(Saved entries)
▬▬▬

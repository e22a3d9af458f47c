use crate::catalog::CatalogWriter;
use crate::error::{CatalogError, Result};
use crate::index::present;
use crate::model::MediaRecord;
use crate::store::{direct_child, Change, StoreHandle};
use crate::tokenizer::normalize_term;
use futures::stream::{self, StreamExt};
use std::collections::HashSet;
use std::time::Duration;
use tokio::time::{sleep_until, Instant};
use tokio_util::sync::CancellationToken;

/// Default collection window. Long enough for local and in-flight replicated index
/// writes to land; it is a latency/staleness tradeoff, not a correctness bound.
pub const DEFAULT_WINDOW: Duration = Duration::from_millis(250);

const RESOLVE_CONCURRENCY: usize = 16;

/// Collects the ids indexed under a term for a bounded window and resolves them to records.
#[derive(Clone)]
pub struct FanInAggregator {
    handle: StoreHandle,
    catalog: CatalogWriter,
    window: Duration,
}

impl FanInAggregator {
    pub fn new(handle: StoreHandle) -> Self {
        Self::with_window(handle, DEFAULT_WINDOW)
    }

    pub fn with_window(handle: StoreHandle, window: Duration) -> Self {
        let catalog = CatalogWriter::new(handle.clone());
        Self { handle, catalog, window }
    }

    /// Up to `limit` records indexed under `term`.
    ///
    /// Ids already present plus those arriving before the window closes are resolved
    /// concurrently; index entries without a record are dropped. Result order follows
    /// resolution order and carries no meaning. Firing `cancel` aborts with
    /// [`CatalogError::Cancelled`].
    pub async fn list_by_term(
        &self,
        term: &str,
        limit: usize,
        cancel: &CancellationToken,
    ) -> Result<Vec<MediaRecord>> {
        let term = normalize_term(term);
        // nothing is ever indexed under an empty term
        if term.is_empty() || limit == 0 {
            return Ok(Vec::new());
        }
        let ids = self.collect(&term, cancel).await?;
        tracing::debug!(term = %term, ids = ids.len(), "index window closed");

        tokio::select! {
            _ = cancel.cancelled() => Err(CatalogError::Cancelled),
            records = self.resolve(ids, limit) => records,
        }
    }

    async fn collect(&self, term: &str, cancel: &CancellationToken) -> Result<Vec<String>> {
        let store = self.handle.store.as_ref();
        let parent = self.handle.keys.index_term(term);
        let deadline = Instant::now() + self.window;

        // subscribe before enumerating so nothing falls between the two
        let mut changes = store.on_change(&format!("{parent}/")).await?;
        let mut seen = HashSet::new();
        let mut ids = Vec::new();
        for (id, value) in store.children(&parent).await? {
            if present(&value) && seen.insert(id.clone()) {
                ids.push(id);
            }
        }

        let mut open = true;
        loop {
            tokio::select! {
                _ = cancel.cancelled() => return Err(CatalogError::Cancelled),
                _ = sleep_until(deadline) => break,
                change = changes.recv(), if open => match change {
                    Some(Change { key, value: Some(value) }) if present(&value) => {
                        if let Some(id) = direct_child(&parent, &key) {
                            if seen.insert(id.to_string()) {
                                ids.push(id.to_string());
                            }
                        }
                    }
                    Some(_) => {}
                    None => open = false,
                },
            }
        }
        Ok(ids)
    }

    async fn resolve(&self, ids: Vec<String>, limit: usize) -> Result<Vec<MediaRecord>> {
        let catalog = &self.catalog;
        let mut resolved = stream::iter(ids)
            .map(move |id| async move {
                let record = catalog.get(&id).await;
                (id, record)
            })
            .buffer_unordered(RESOLVE_CONCURRENCY);

        let mut out = Vec::new();
        while let Some((id, record)) = resolved.next().await {
            match record? {
                Some(record) => {
                    out.push(record);
                    if out.len() >= limit {
                        break;
                    }
                }
                None => tracing::debug!(id = %id, "index entry without record dropped"),
            }
        }
        Ok(out)
    }
}
use crate::error::{CatalogError, Result};

/// Key layout under a namespace root:
///
/// ```text
/// {root}/media/{id}
/// {root}/media/{id}/likes
/// {root}/media/{id}/downloads
/// {root}/media/{id}/likers/{uid}
/// {root}/index/{term}/{id}
/// ```
#[derive(Debug, Clone)]
pub struct Keyspace {
    root: String,
}

impl Keyspace {
    pub fn new(root: impl Into<String>) -> Self {
        let root = root.into();
        Self { root: root.trim_matches('/').to_string() }
    }

    pub fn media(&self, id: &str) -> String { format!("{}/media/{id}", self.root) }
    pub fn likes(&self, id: &str) -> String { format!("{}/media/{id}/likes", self.root) }
    pub fn downloads(&self, id: &str) -> String { format!("{}/media/{id}/downloads", self.root) }
    pub fn likers(&self, id: &str) -> String { format!("{}/media/{id}/likers", self.root) }
    pub fn liker(&self, id: &str, uid: &str) -> String { format!("{}/media/{id}/likers/{uid}", self.root) }
    pub fn index_term(&self, term: &str) -> String { format!("{}/index/{term}", self.root) }
    pub fn index_entry(&self, term: &str, id: &str) -> String { format!("{}/index/{term}/{id}", self.root) }
}

/// Rejects empty segments and segments that would escape their level of the key tree.
pub fn check_segment(field: &str, value: &str) -> Result<()> {
    if value.is_empty() {
        return Err(CatalogError::Validation(format!("{field} required")));
    }
    if value.contains('/') {
        return Err(CatalogError::Validation(format!("{field} may not contain '/'")));
    }
    Ok(())
}

#[cfg(test)]
mod tests {
    use super::*;

    #[test]
    fn layout_is_namespaced() {
        let ks = Keyspace::new("/app/");
        assert_eq!(ks.media("42"), "app/media/42");
        assert_eq!(ks.liker("42", "u1"), "app/media/42/likers/u1");
        assert_eq!(ks.index_entry("forest", "42"), "app/index/forest/42");
    }

    #[test]
    fn segments_are_checked() {
        assert!(check_segment("id", "123").is_ok());
        assert!(matches!(check_segment("id", ""), Err(CatalogError::Validation(_))));
        assert!(matches!(check_segment("uid", "a/b"), Err(CatalogError::Validation(_))));
    }
}
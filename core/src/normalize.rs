use crate::error::{CatalogError, Result};
use crate::keys::check_segment;
use crate::model::{MediaKind, MediaRecord, RawHit, SOURCE_TAG};
use crate::tokenizer::{capitalize, split_tags};

const DEFAULT_AUTHOR: &str = "unknown";

/// Maps a raw provider hit into a canonical record. Pure; `now_ms` becomes `created_at`.
pub fn normalize(hit: &RawHit, kind: MediaKind, now_ms: i64) -> Result<MediaRecord> {
    let id = hit_id(hit).ok_or_else(|| CatalogError::Validation("hit without id".into()))?;
    check_segment("id", &id)?;
    let tags = hit.tags.as_deref().map(split_tags).unwrap_or_default();
    let title = match tags.first() {
        Some(tag) => capitalize(tag),
        None => format!("{} {id}", capitalize(kind.as_str())),
    };
    let (src, thumb, width, height) = match kind {
        MediaKind::Image => image_fields(hit),
        MediaKind::Video => video_fields(hit),
    };
    Ok(MediaRecord {
        id,
        kind,
        src,
        thumb,
        title,
        tags,
        width,
        height,
        author: present(&hit.user).unwrap_or(DEFAULT_AUTHOR).to_string(),
        source: SOURCE_TAG.to_string(),
        source_page: present(&hit.page_url).unwrap_or_default().to_string(),
        created_at: now_ms,
    })
}

fn hit_id(hit: &RawHit) -> Option<String> {
    match hit.id.as_ref()? {
        serde_json::Value::String(s) if !s.trim().is_empty() => Some(s.trim().to_string()),
        serde_json::Value::Number(n) => Some(n.to_string()),
        _ => None,
    }
}

fn present(field: &Option<String>) -> Option<&str> {
    field.as_deref().map(str::trim).filter(|s| !s.is_empty())
}

fn first_present<'a>(fields: &[&'a Option<String>]) -> Option<&'a str> {
    fields.iter().find_map(|f| present(*f))
}

fn image_fields(hit: &RawHit) -> (String, String, u32, u32) {
    let src = first_present(&[&hit.large_image_url, &hit.webformat_url, &hit.preview_url])
        .unwrap_or_default()
        .to_string();
    let thumb = first_present(&[&hit.preview_url, &hit.webformat_url])
        .map(str::to_string)
        .unwrap_or_else(|| src.clone());
    let (width, height) = match (hit.image_width, hit.image_height) {
        (Some(w), Some(h)) => (w, h),
        _ => (hit.webformat_width.unwrap_or(0), hit.webformat_height.unwrap_or(0)),
    };
    (src, thumb, width, height)
}

fn video_fields(hit: &RawHit) -> (String, String, u32, u32) {
    let variants = hit.videos.clone().unwrap_or_default();
    let best = variants.by_quality().find(|v| present(&v.url).is_some());
    let src = best.and_then(|v| present(&v.url)).unwrap_or_default().to_string();
    let width = best.and_then(|v| v.width).unwrap_or(0);
    let height = best.and_then(|v| v.height).unwrap_or(0);
    let thumb = best
        .and_then(|v| present(&v.thumbnail))
        .or_else(|| variants.by_quality().find_map(|v| present(&v.thumbnail)))
        .map(str::to_string)
        .or_else(|| picture_thumb(hit))
        .unwrap_or_default();
    (src, thumb, width, height)
}

fn picture_thumb(hit: &RawHit) -> Option<String> {
    let picture = match hit.picture_id.as_ref()? {
        serde_json::Value::String(s) if !s.is_empty() => s.clone(),
        serde_json::Value::Number(n) => n.to_string(),
        _ => return None,
    };
    Some(format!("https://i.vimeocdn.com/video/{picture}_640x360.jpg"))
}
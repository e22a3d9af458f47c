use crate::error::{CatalogError, Result};
use crate::keys::check_segment;
use crate::model::MediaRecord;
use crate::store::{read_count, StoreHandle};
use serde::Serialize;
use serde_json::json;

/// A record together with its counters, as served by the media lookup.
#[derive(Debug, Clone, PartialEq, Serialize)]
pub struct CatalogEntry {
    #[serde(flatten)]
    pub record: MediaRecord,
    pub likes: u64,
    pub downloads: u64,
}

/// Upserts records and owns the lazily-initialised counter sub-keys.
#[derive(Clone)]
pub struct CatalogWriter {
    handle: StoreHandle,
}

impl CatalogWriter {
    pub fn new(handle: StoreHandle) -> Self {
        Self { handle }
    }

    /// Writes the record's descriptive fields, keeping `created_at` from any earlier
    /// version, then creates the counters if they do not exist yet. Existing counters
    /// are never touched.
    pub async fn put(&self, mut record: MediaRecord) -> Result<MediaRecord> {
        check_segment("id", &record.id)?;
        let store = self.handle.store.as_ref();
        let keys = &self.handle.keys;

        if let Some(existing) = self.get(&record.id).await? {
            record.created_at = existing.created_at;
        }
        store.put(&keys.media(&record.id), serde_json::to_value(&record)?).await?;

        let likes_created = store.insert_if_absent(&keys.likes(&record.id), json!(0)).await?;
        let downloads_created = store.insert_if_absent(&keys.downloads(&record.id), json!(0)).await?;
        tracing::debug!(id = %record.id, likes_created, downloads_created, "record stored");
        Ok(record)
    }

    /// An id that cannot name a key (empty or containing `/`) resolves to nothing.
    pub async fn get(&self, id: &str) -> Result<Option<MediaRecord>> {
        if check_segment("id", id).is_err() {
            return Ok(None);
        }
        let value = self.handle.store.get(&self.handle.keys.media(id)).await?;
        match value {
            Some(v) => Ok(Some(serde_json::from_value(v)?)),
            None => Ok(None),
        }
    }

    /// Record plus counters; absent counters read as zero.
    pub async fn get_with_counters(&self, id: &str) -> Result<CatalogEntry> {
        let record = self.get(id).await?.ok_or_else(|| CatalogError::NotFound("not found".into()))?;
        let store = self.handle.store.as_ref();
        let likes = read_count(store, &self.handle.keys.likes(id)).await?;
        let downloads = read_count(store, &self.handle.keys.downloads(id)).await?;
        Ok(CatalogEntry { record, likes, downloads })
    }
}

▬▬▬

§ WORK TO BE COMPLETED
Please go through the data above and copy every line that has the word "derive".

§ SOLUTION FOR THIS EXERCISE
#[derive(Clone)]
#[derive(Debug, Clone)]
#[derive(Debug, Clone, PartialEq, Serialize)]
#[derive(Clone)]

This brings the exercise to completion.